Si nos
preguntáramos: ¿Existen realmente
instituciones educativas inclusivas? a simple vista la respuesta
podría parecer obvia y cualquiera de nosotros quisiera responder con una
rotunda afirmación: “Sí, por supuesto que existen”, y es precisamente ahí, en
esta respuesta tan obvia en la que quiero invitarles a detenernos.
¿Comprendemos realmente lo que ello significa? ¿Cómo evidenciamos realmente que
lo somos?
Según la
UNESCO (2005) la inclusión es “un enfoque que responde positivamente a la
diversidad de las personas y a las diferencias individuales, entendiendo que la
diversidad no es un problema, sino una oportunidad para el enriquecimiento de
la sociedad a través de la activa participación en la vida familiar, en la
educación, en el trabajo y en general en todos los procesos sociales,
culturales y en las comunidades”.
Esta
definición que podría parecer simple, implica una serie de complejidades que no
podemos dejar de considerar, al momento de declararse una institución educativa
inclusiva.
En los
últimos años hemos avanzado a pasos agigantados en este aspecto, desde el marco
legal, por ejemplo, con la publicación de la LEY 20.422 en 2010, con la cual se
garantiza y asegura “el ejercicio efectivo de
los derechos de las personas con discapacidad, mediante la adopción de medidas
de inclusión, acción afirmativa y de ajustes razonables y eliminando toda forma
de discriminación por razón de discapacidad”.

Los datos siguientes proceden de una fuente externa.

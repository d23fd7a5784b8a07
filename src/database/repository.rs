use sqlx::{self, PgConnection};
use uuid::Uuid;

use crate::database::entity::{Dependent, TenantEntity};
use crate::database::manager::DatabaseError;
use crate::database::query_builder::{QueryBuilder, SqlParam};
use crate::types::TenantScope;

#[derive(Debug, Clone, Default)]
pub struct ListParams {
    pub search: Option<String>,
    pub parent_id: Option<Uuid>,
    pub limit: i64,
    pub offset: Option<i64>,
}

/// Scoped access to one entity table over a borrowed connection, so the
/// same calls work on a pooled connection or inside a transaction.
pub struct Repository<'c, T> {
    conn: &'c mut PgConnection,
    _phantom: std::marker::PhantomData<T>,
}

impl<'c, T: TenantEntity> Repository<'c, T> {
    pub fn new(conn: &'c mut PgConnection) -> Self {
        Self {
            conn,
            _phantom: std::marker::PhantomData,
        }
    }

    fn scoped(scope: &TenantScope) -> QueryBuilder<T> {
        QueryBuilder::<T>::new(T::TABLE).scoped("program_studi_id", scope)
    }

    pub async fn select_page(&mut self, scope: &TenantScope, params: &ListParams) -> Result<Vec<T>, DatabaseError> {
        let mut builder = Self::scoped(scope).search(T::SEARCH_COLUMNS, params.search.as_deref());
        if let (Some(column), Some(parent_id)) = (T::PARENT_COLUMN, params.parent_id) {
            builder = builder.where_eq(column, SqlParam::Uuid(parent_id));
        }
        builder
            .order_by(T::ORDER_BY)
            .paginate(params.limit, params.offset)
            .select_all(&mut *self.conn)
            .await
    }

    pub async fn select_one(&mut self, scope: &TenantScope, id: Uuid) -> Result<Option<T>, DatabaseError> {
        Self::scoped(scope)
            .where_eq("id", SqlParam::Uuid(id))
            .select_optional(&mut *self.conn)
            .await
    }

    /// Out-of-scope ids are indistinguishable from missing ones
    pub async fn select_404(&mut self, scope: &TenantScope, id: Uuid) -> Result<T, DatabaseError> {
        self.select_one(scope, id)
            .await?
            .ok_or_else(|| DatabaseError::NotFound(format!("{} not found", T::LABEL)))
    }

    /// Same as `select_404` but holds a row lock until the transaction ends
    pub async fn lock_404(&mut self, scope: &TenantScope, id: Uuid) -> Result<T, DatabaseError> {
        Self::scoped(scope)
            .where_eq("id", SqlParam::Uuid(id))
            .for_update()
            .select_optional(&mut *self.conn)
            .await?
            .ok_or_else(|| DatabaseError::NotFound(format!("{} not found", T::LABEL)))
    }

    pub async fn code_taken(&mut self, tenant: Uuid, code: &str, exclude: Option<Uuid>) -> Result<bool, DatabaseError> {
        let sql = format!(
            "SELECT EXISTS(SELECT 1 FROM \"{}\" WHERE \"{}\" = $1 AND program_studi_id = $2 AND ($3::uuid IS NULL OR id <> $3))",
            T::TABLE,
            T::CODE_COLUMN
        );
        let taken: bool = sqlx::query_scalar(&sql)
            .bind(code)
            .bind(tenant)
            .bind(exclude)
            .fetch_one(&mut *self.conn)
            .await?;
        Ok(taken)
    }

    /// First dependent table still pointing at the row, if any
    pub async fn first_dependent(&mut self, id: Uuid) -> Result<Option<&'static Dependent>, DatabaseError> {
        for dependent in T::DEPENDENTS {
            if references_exist(&mut *self.conn, dependent, id).await? {
                return Ok(Some(dependent));
            }
        }
        Ok(None)
    }

    pub async fn delete(&mut self, id: Uuid) -> Result<u64, DatabaseError> {
        let sql = format!("DELETE FROM \"{}\" WHERE id = $1", T::TABLE);
        let result = sqlx::query(&sql).bind(id).execute(&mut *self.conn).await?;
        Ok(result.rows_affected())
    }
}

pub async fn references_exist(conn: &mut PgConnection, dependent: &Dependent, id: Uuid) -> Result<bool, DatabaseError> {
    let sql = format!(
        "SELECT EXISTS(SELECT 1 FROM \"{}\" WHERE \"{}\" = $1)",
        dependent.table, dependent.column
    );
    let exists: bool = sqlx::query_scalar(&sql).bind(id).fetch_one(conn).await?;
    Ok(exists)
}

/// Program studi owning a row of any tenant table, if the row exists
pub async fn tenant_of(conn: &mut PgConnection, table: &'static str, id: Uuid) -> Result<Option<Uuid>, DatabaseError> {
    let sql = format!("SELECT program_studi_id FROM \"{}\" WHERE id = $1", table);
    let tenant: Option<Uuid> = sqlx::query_scalar(&sql).bind(id).fetch_optional(conn).await?;
    Ok(tenant)
}

/// Subset of `ids` that exist in `table` within the scope
pub async fn existing_ids(
    conn: &mut PgConnection,
    table: &'static str,
    ids: &[Uuid],
    scope: &TenantScope,
) -> Result<Vec<Uuid>, DatabaseError> {
    if ids.is_empty() {
        return Ok(vec![]);
    }
    let sql = format!(
        "SELECT id FROM \"{}\" WHERE id = ANY($1) AND ($2::uuid IS NULL OR program_studi_id = $2)",
        table
    );
    let found: Vec<Uuid> = sqlx::query_scalar(&sql)
        .bind(ids)
        .bind(scope.tenant())
        .fetch_all(conn)
        .await?;
    Ok(found)
}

Esto, en el contexto de las instituciones educativas implica tremendos
desafíos, pues significa que se debe asegurar el aprendizaje, la calidad de la
formación y el acceso a las personas con discapacidad en todos los ámbitos de
desarrollo (académico y social), evolucionando desde una mirada segregadora de
la discapacidad, en la que los estudiantes eran “trasladados a un aula
especial”, a una visión integradora, en la que las mismas oportunidades de
desarrollo se ofrecen para todos y todas.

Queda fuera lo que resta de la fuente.